= Lorraine Dusky =

American journalist

Lorraine Dusky (born June 13, 1942) is an American journalist, editor, and author and an advocate for adoption reform. She is more commonly known as the author of Birthmark (1979), the first memoir from the perspective of a birth mother.

== Early life and education ==
Lorraine Dusky was born in Detroit, Michigan, to Victoria Wrozek and Harry Dusky. She attended Wayne State University, where she earned her Bachelor of Arts degree in journalism in 1964.

== Career ==
Dusky began her journalism career as a newspaper reporter in the Midwest and later moved to the Rochester Democrat & Chronicle and the Albany Knickerbocker News.

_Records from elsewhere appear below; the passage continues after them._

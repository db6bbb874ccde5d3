// SPDX-License-Identifier: PMPL-1.0-or-later
// Copyright (c) 2026 Jonathan D.A. Jewell (hyperpolymath) <jonathan.jewell@open.ac.uk>
//
// strokepad-raster — Single-channel raster images for touchscreen strokes.
//
// Provides the raster abstraction over externally owned flat storage, stroke
// drawing (line, filled disk), foreground geometry (bounding box, centroid),
// and the resampling pipeline (crop, nearest-neighbour resize, zero padding,
// box blur) that turns a 240x240 canvas into a small classifier input.

pub mod analysis;
pub mod convert;
pub mod inference;
pub mod raster;
pub mod resample;

// Re-export the primary items so callers can use `strokepad_raster::RasterImage` etc.
pub use analysis::{bounding_box, centroid};
pub use inference::InferenceInput;
pub use raster::{BufferAccessor, Intensity, RamBuffer, RasterImage};
pub use resample::{Normalizer, box_blur, crop_to_bounds, normalize, resize_nearest, zero_pad};
// SPDX-License-Identifier: PMPL-1.0-or-later
// Copyright (c) 2026 Jonathan D.A. Jewell (hyperpolymath) <jonathan.jewell@open.ac.uk>
//
// Central service layer — resolves the configuration and hands out the
// inference engine.

use std::path::{Path, PathBuf};

use strokepad_bridge::InferenceEngine;
use strokepad_core::error::Result;
use strokepad_core::PipelineConfig;
use tracing::{info, warn};

use super::data_dir;

const CONFIG_FILE: &str = "config.json";

/// Everything the replay loop needs besides the touch samples.
pub struct AppServices {
    config: PipelineConfig,
    data_dir: PathBuf,
}

impl AppServices {
    /// Load `explicit_config` if given, else `config.json` from the data
    /// directory, else the defaults.
    ///
    /// An explicitly named config file must load; the data-directory one may
    /// be missing or broken, in which case the defaults are used.
    pub fn init(explicit_config: Option<&Path>) -> Result<Self> {
        let dir = data_dir::data_dir();
        info!(path = %dir.display(), "initialising app services");

        let config = match explicit_config {
            Some(path) => PipelineConfig::load(path)?,
            None => load_config(&dir),
        };

        Ok(Self {
            config,
            data_dir: dir,
        })
    }

    pub fn config(&self) -> &PipelineConfig {
        &self.config
    }

    /// Path to the data directory.
    pub fn data_dir(&self) -> &Path {
        &self.data_dir
    }

    /// Persist the active config into the data directory.
    pub fn save_config(&self) -> Result<()> {
        self.config.save(data_dir::data_file(&self.data_dir, CONFIG_FILE))
    }

    pub fn inference_engine(&self) -> Box<dyn InferenceEngine> {
        let engine = strokepad_bridge::inference_engine();
        info!(engine = engine.name(), "inference engine selected");
        engine
    }
}

fn load_config(dir: &Path) -> PipelineConfig {
    let path = data_dir::data_file(dir, CONFIG_FILE);
    if !path.exists() {
        return PipelineConfig::default();
    }
    match PipelineConfig::load(&path) {
        Ok(config) => config,
        Err(e) => {
            warn!(path = %path.display(), error = %e, "ignoring unreadable config");
            PipelineConfig::default()
        }
    }
}

#[cfg(test)]
mod tests {
    use super::*;
    use strokepad_core::NormalizeMode;

    #[test]
    fn missing_config_falls_back_to_defaults() {
        let dir = tempfile::tempdir().unwrap();
        assert_eq!(load_config(dir.path()), PipelineConfig::default());
    }

    #[test]
    fn broken_config_falls_back_to_defaults() {
        let dir = tempfile::tempdir().unwrap();
        std::fs::write(dir.path().join(CONFIG_FILE), "{ not json").unwrap();
        assert_eq!(load_config(dir.path()), PipelineConfig::default());
    }

    #[test]
    fn stored_config_is_used() {
        let dir = tempfile::tempdir().unwrap();
        let config = PipelineConfig {
            mode: NormalizeMode::centered_mnist(),
            ..Default::default()
        };
        config.save(dir.path().join(CONFIG_FILE)).unwrap();
        assert_eq!(load_config(dir.path()), config);
    }
}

She then relocated to New York City, where she served as a senior editor at Town & Country, McCall's, and Working Woman magazines.
Her freelance writing has appeared in The New York Times Magazine, Newsweek, USA Today, and Glamour. She earned journalism awards from the New York Medical Society, the National Women’s Political Caucus, and other professional associations.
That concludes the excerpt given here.